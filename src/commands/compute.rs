//! # compute 子命令实现
//!
//! 计算单个粒子的效率因子并以表格输出，诊断信息以警告形式打印。
//!
//! ## 依赖关系
//! - 使用 `cli/compute.rs` 定义的 ComputeArgs
//! - 使用 `mie/` 模块进行计算
//! - 使用 `utils/parse.rs` 解析复折射率

use crate::cli::compute::ComputeArgs;
use crate::error::{MiescatError, Result};
use crate::mie::{EngineConfig, MieCoefficients, MieEngine};
use crate::models::{ScatteringInput, ScatteringOutput};
use crate::utils::{output, parse};

use num_complex::Complex64;
use tabled::{Table, Tabled};

/// 执行 compute 命令
pub fn execute(args: ComputeArgs) -> Result<()> {
    output::print_header("Mie Scattering: Single Sphere");

    let index = parse::parse_complex(&args.index)?;
    let (x, m) = resolve_particle(&args, index)?;

    let engine = MieEngine::new(EngineConfig {
        n_max: args.n_max,
        ..EngineConfig::default()
    })?;

    let result = engine.compute_efficiencies(x, m)?;
    output::print_info(&format!(
        "x = {:.6}, m = {:.6}{:+.6}i, N_max = {}",
        x, m.re, m.im, result.n_terms
    ));
    print_result_table(&result);

    for diagnostic in &result.diagnostics {
        output::print_warning(&diagnostic.to_string());
    }

    if args.coefficients {
        let input = ScatteringInput::new(x, m)?;
        print_coefficient_table(&engine.compute_coefficients(&input));
    }

    if result.diagnostics.is_empty() {
        output::print_success("Series converged");
    }
    Ok(())
}

/// 由尺寸参数或几何参数得到 (x, 相对折射率)
fn resolve_particle(args: &ComputeArgs, index: Complex64) -> Result<(f64, Complex64)> {
    match (args.size_parameter, args.wavelength, args.radius) {
        (Some(x), _, _) => Ok((x, index)),
        (None, Some(wavelength), Some(radius)) => {
            let input = ScatteringInput::from_geometry(wavelength, radius, index, args.medium)?;
            Ok((input.size_parameter, input.relative_index))
        }
        _ => Err(MiescatError::InvalidArgument(
            "give --size-parameter, or both --wavelength and --radius".to_string(),
        )),
    }
}

/// 打印结果表格
fn print_result_table(result: &ScatteringOutput) {
    #[derive(Tabled)]
    struct ResultRow {
        #[tabled(rename = "Quantity")]
        name: &'static str,
        #[tabled(rename = "Value")]
        value: String,
    }

    let rows = vec![
        ResultRow {
            name: "Qext",
            value: format!("{:.8}", result.qext),
        },
        ResultRow {
            name: "Qsca",
            value: format!("{:.8}", result.qsca),
        },
        ResultRow {
            name: "Qabs",
            value: format!("{:.8}", result.qabs),
        },
        ResultRow {
            name: "Albedo ω0",
            value: format!("{:.8}", result.albedo),
        },
        ResultRow {
            name: "Asymmetry g",
            value: format!("{:.8}", result.asymmetry),
        },
        ResultRow {
            name: "Terms",
            value: result.n_terms.to_string(),
        },
    ];

    println!("{}", Table::new(&rows));
}

/// 打印 Mie 系数表格
fn print_coefficient_table(coeffs: &MieCoefficients) {
    #[derive(Tabled)]
    struct CoefficientRow {
        n: usize,
        #[tabled(rename = "Re a_n")]
        a_re: String,
        #[tabled(rename = "Im a_n")]
        a_im: String,
        #[tabled(rename = "Re b_n")]
        b_re: String,
        #[tabled(rename = "Im b_n")]
        b_im: String,
    }

    let rows: Vec<CoefficientRow> = coeffs
        .iter()
        .map(|(n, a, b)| CoefficientRow {
            n,
            a_re: format!("{:.6e}", a.re),
            a_im: format!("{:.6e}", a.im),
            b_re: format!("{:.6e}", b.re),
            b_im: format!("{:.6e}", b.im),
        })
        .collect();

    output::print_header(&format!("Mie Coefficients (N_max = {})", coeffs.order()));
    println!("{}", Table::new(&rows));
}

#[cfg(test)]
mod tests {
    use super::*;
    use approx::assert_relative_eq;

    fn args() -> ComputeArgs {
        ComputeArgs {
            size_parameter: None,
            wavelength: None,
            radius: None,
            medium: 1.0,
            index: "1.5".to_string(),
            n_max: None,
            coefficients: false,
        }
    }

    #[test]
    fn test_input_from_size_parameter() {
        let a = ComputeArgs {
            size_parameter: Some(5.0),
            ..args()
        };
        let (x, m) = resolve_particle(&a, Complex64::new(1.5, 0.0)).unwrap();
        assert_eq!(x, 5.0);
        assert_eq!(m, Complex64::new(1.5, 0.0));
    }

    #[test]
    fn test_input_from_geometry() {
        let a = ComputeArgs {
            wavelength: Some(600.0),
            radius: Some(100.0),
            medium: 1.33,
            ..args()
        };
        let (x, m) = resolve_particle(&a, Complex64::new(1.59, 0.0)).unwrap();
        assert_relative_eq!(
            x,
            2.0 * std::f64::consts::PI * 100.0 * 1.33 / 600.0,
            max_relative = 1e-12
        );
        assert_relative_eq!(m.re, 1.59 / 1.33, max_relative = 1e-12);
    }

    #[test]
    fn test_missing_particle_description() {
        let err = resolve_particle(&args(), Complex64::new(1.5, 0.0)).unwrap_err();
        assert!(matches!(err, MiescatError::InvalidArgument(_)));
    }

    #[test]
    fn test_execute_rejects_bad_index() {
        let a = ComputeArgs {
            size_parameter: Some(1.0),
            index: "1.5+abc".to_string(),
            ..args()
        };
        assert!(matches!(execute(a), Err(MiescatError::InvalidComplex(_))));
    }

    #[test]
    fn test_execute_rejects_huge_size_parameter() {
        let a = ComputeArgs {
            size_parameter: Some(1e300),
            ..args()
        };
        assert!(matches!(execute(a), Err(MiescatError::InvalidInput(_))));
    }

    #[test]
    fn test_execute_with_coefficients() {
        let a = ComputeArgs {
            size_parameter: Some(2.0),
            index: "1.5+0.01i".to_string(),
            coefficients: true,
            ..args()
        };
        assert!(execute(a).is_ok());
    }
}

What you are asked to do
When a line above includes the word "parse", please list that line.

Answer to this problem
//! - 使用 `utils/parse.rs` 解析复折射率
use crate::utils::{output, parse};
    let index = parse::parse_complex(&args.index)?;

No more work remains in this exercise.